> **Try it**:
Go over the data and copy out each line with "notice" in it.

> **Source records**:
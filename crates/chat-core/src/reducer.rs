//! ProtocolReducer: maps (state, inbound envelope) to (next state, effects).
//!
//! The reducer mutates [`ChatState`] only. Anything that touches a port or a
//! timer is returned as an [`Effect`] for the session to carry out.

use chat_types::envelope::{InboundEnvelope, ServerEvent, WireMessage};
use chat_types::i18n::Language;
use chat_types::message::{Message, Role, SeenReceipt};
use chat_types::session::SessionStatus;

use crate::reconciler;
use crate::state::{ActiveBump, ChatState, Phase};

pub struct ReduceContext {
    pub language: Language,
    pub now_ms: u64,
}

impl ReduceContext {
    fn now_secs(&self) -> i64 {
        (self.now_ms / 1000) as i64
    }
}

#[derive(Debug, Clone, PartialEq)]
pub enum Effect {
    TranscriptChanged,
    Persist {
        status: SessionStatus,
        rating_submitted: bool,
    },
    /// Forget the session entirely: clear the descriptor and return to pre-chat
    Discard,
    /// Hold an agent message behind the typing indicator
    QueueAgentMessage(Message),
    /// Release queued agent messages now and hide the indicator
    StopTyping,
}

pub fn reduce(state: &mut ChatState, envelope: InboundEnvelope, ctx: &ReduceContext) -> Vec<Effect> {
    match envelope {
        InboundEnvelope::Bump(event) => reduce_event(state, event, ctx),
        InboundEnvelope::ExistingMessages { chat_id, messages } => {
            handle_history(state, chat_id, messages)
        }
    }
}

fn reduce_event(state: &mut ChatState, event: ServerEvent, ctx: &ReduceContext) -> Vec<Effect> {
    match event {
        ServerEvent::StartChatSuccess {
            chat_id,
            token,
            full_name,
        } => handle_start_success(state, chat_id, token, full_name, ctx),

        ServerEvent::RejoinChatSuccess { chat_id, token } => {
            handle_rejoin_success(state, chat_id, token)
        }

        ServerEvent::NewMessage(wire) => handle_new_message(state, wire),

        ServerEvent::MessageDelivered {
            message_id,
            delivered_at,
        } => patched(reconciler::patch(&mut state.messages, &message_id, |m| {
            m.delivered_at = delivered_at;
        })),

        ServerEvent::MessageSeen {
            message_id,
            seen_by,
        } => handle_seen(state, &message_id, seen_by),

        ServerEvent::MessagesMarkedAsRead { message_ids } => {
            let seen_at = ctx.now_secs();
            let mut changed = false;
            for id in &message_ids {
                changed |= reconciler::patch(&mut state.messages, id, |m| m.add_seen(seen_at));
            }
            patched(changed)
        }

        ServerEvent::ChatClosed { by_system } => {
            log::info!("Chat closed by server (system: {})", by_system);
            close_chat(state)
        }

        ServerEvent::ChatRatingSuccess => handle_rating_success(state),

        ServerEvent::PlayerUnauthenticated { is_authenticated } => {
            handle_unauthenticated(state, is_authenticated, ctx)
        }

        ServerEvent::Cooldown {
            seconds_remaining,
            blocked_until,
        } => handle_cooldown(state, seconds_remaining, blocked_until, ctx),

        ServerEvent::Unrecognized { bump_type } => {
            log::debug!("Ignoring unrecognized bump type {}", bump_type);
            vec![]
        }
    }
}

/// Close the active chat. Shared by server-driven closes and `end_chat`.
///
/// A chat in which the player never wrote anything is discarded instead of
/// being offered for rating.
pub fn close_chat(state: &mut ChatState) -> Vec<Effect> {
    match state.phase {
        Phase::PreChat | Phase::ClosedPendingRating | Phase::RatingSubmitted => vec![],
        Phase::Connecting | Phase::Active => {
            state.resuming = false;
            if state.has_user_messages() {
                state.phase = Phase::ClosedPendingRating;
                vec![
                    Effect::StopTyping,
                    Effect::Persist {
                        status: SessionStatus::Closed,
                        rating_submitted: false,
                    },
                ]
            } else {
                vec![Effect::Discard]
            }
        }
    }
}

fn handle_start_success(
    state: &mut ChatState,
    chat_id: Option<String>,
    token: Option<String>,
    full_name: Option<String>,
    ctx: &ReduceContext,
) -> Vec<Effect> {
    if !matches!(state.phase, Phase::Connecting | Phase::Active) {
        log::warn!("startChatSuccess in phase {:?}, ignoring", state.phase);
        return vec![];
    }
    if chat_id.is_some() {
        state.chat_id = chat_id;
    }
    if token.is_some() {
        state.auth_token = token;
    }
    if full_name.is_some() {
        state.identity.name = full_name.clone();
    }
    state.phase = Phase::Active;
    state.link_ready = true;
    state.resuming = false;

    let mut effects = Vec::new();
    if !state.greeted {
        state.greeted = true;
        state
            .messages
            .push(Message::notice(ctx.language.greeting(full_name.as_deref())));
        effects.push(Effect::TranscriptChanged);
    }
    effects.push(Effect::Persist {
        status: SessionStatus::Active,
        rating_submitted: false,
    });
    effects
}

fn handle_rejoin_success(
    state: &mut ChatState,
    chat_id: Option<String>,
    token: Option<String>,
) -> Vec<Effect> {
    if !matches!(state.phase, Phase::Connecting | Phase::Active) {
        log::warn!("rejoinChatSuccess in phase {:?}, ignoring", state.phase);
        return vec![];
    }
    if chat_id.is_some() {
        state.chat_id = chat_id;
    }
    if token.is_some() {
        state.auth_token = token;
    }
    state.phase = Phase::Active;
    state.link_ready = true;
    state.resuming = false;
    state.greeted = true;
    vec![Effect::Persist {
        status: SessionStatus::Active,
        rating_submitted: false,
    }]
}

fn handle_new_message(state: &mut ChatState, wire: WireMessage) -> Vec<Effect> {
    if state.phase == Phase::PreChat {
        return vec![];
    }
    let Some(message) = wire.into_message() else {
        return vec![];
    };
    match message.role {
        Role::Agent => vec![Effect::QueueAgentMessage(message)],
        Role::User => {
            state.user_message_sent = true;
            let outcome = reconciler::reconcile_own(&mut state.messages, message);
            log::debug!("Own message echo: {:?}", outcome);
            vec![Effect::TranscriptChanged]
        }
    }
}

fn handle_seen(state: &mut ChatState, message_id: &str, seen_by: Vec<SeenReceipt>) -> Vec<Effect> {
    patched(reconciler::patch(&mut state.messages, message_id, |m| {
        m.seen_by = Some(seen_by);
    }))
}

fn handle_rating_success(state: &mut ChatState) -> Vec<Effect> {
    if state.phase != Phase::ClosedPendingRating {
        return vec![];
    }
    state.phase = Phase::RatingSubmitted;
    vec![Effect::Persist {
        status: SessionStatus::Closed,
        rating_submitted: true,
    }]
}

fn handle_unauthenticated(
    state: &mut ChatState,
    is_authenticated: Option<bool>,
    ctx: &ReduceContext,
) -> Vec<Effect> {
    if is_authenticated != Some(false) {
        return vec![];
    }
    state.phase = Phase::Active;
    state.link_ready = false;
    state.resuming = false;
    state
        .messages
        .push(Message::notice(ctx.language.auth_failed()));
    vec![Effect::TranscriptChanged]
}

fn handle_cooldown(
    state: &mut ChatState,
    seconds_remaining: Option<u64>,
    blocked_until: Option<i64>,
    ctx: &ReduceContext,
) -> Vec<Effect> {
    let expires_at_ms = match (blocked_until, seconds_remaining) {
        (Some(until), _) => (until.max(0) as u64).saturating_mul(1000),
        (None, Some(secs)) => ctx.now_ms.saturating_add(secs.saturating_mul(1000)),
        (None, None) => {
            log::warn!("Cooldown bump without duration, ignoring");
            return vec![];
        }
    };
    let bump = ActiveBump { expires_at_ms };
    state.active_bump = if bump.is_expired(ctx.now_ms) {
        None
    } else {
        Some(bump)
    };
    vec![]
}

fn handle_history(
    state: &mut ChatState,
    chat_id: Option<String>,
    messages: Vec<WireMessage>,
) -> Vec<Effect> {
    if let (Some(current), Some(incoming)) = (state.chat_id.as_deref(), chat_id.as_deref()) {
        if current != incoming {
            log::warn!("History for chat {} while in chat {}, ignoring", incoming, current);
            return vec![];
        }
    }
    let history: Vec<Message> = messages
        .into_iter()
        .filter_map(WireMessage::into_message)
        .collect();
    state.user_message_sent |= history.iter().any(|m| m.role == Role::User);
    state.greeted = true;
    reconciler::replace_history(&mut state.messages, history);
    vec![Effect::TranscriptChanged]
}

fn patched(changed: bool) -> Vec<Effect> {
    if changed {
        vec![Effect::TranscriptChanged]
    } else {
        vec![]
    }
}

> **Response to the task**:
            .push(Message::notice(ctx.language.greeting(full_name.as_deref())));
        .push(Message::notice(ctx.language.auth_failed()));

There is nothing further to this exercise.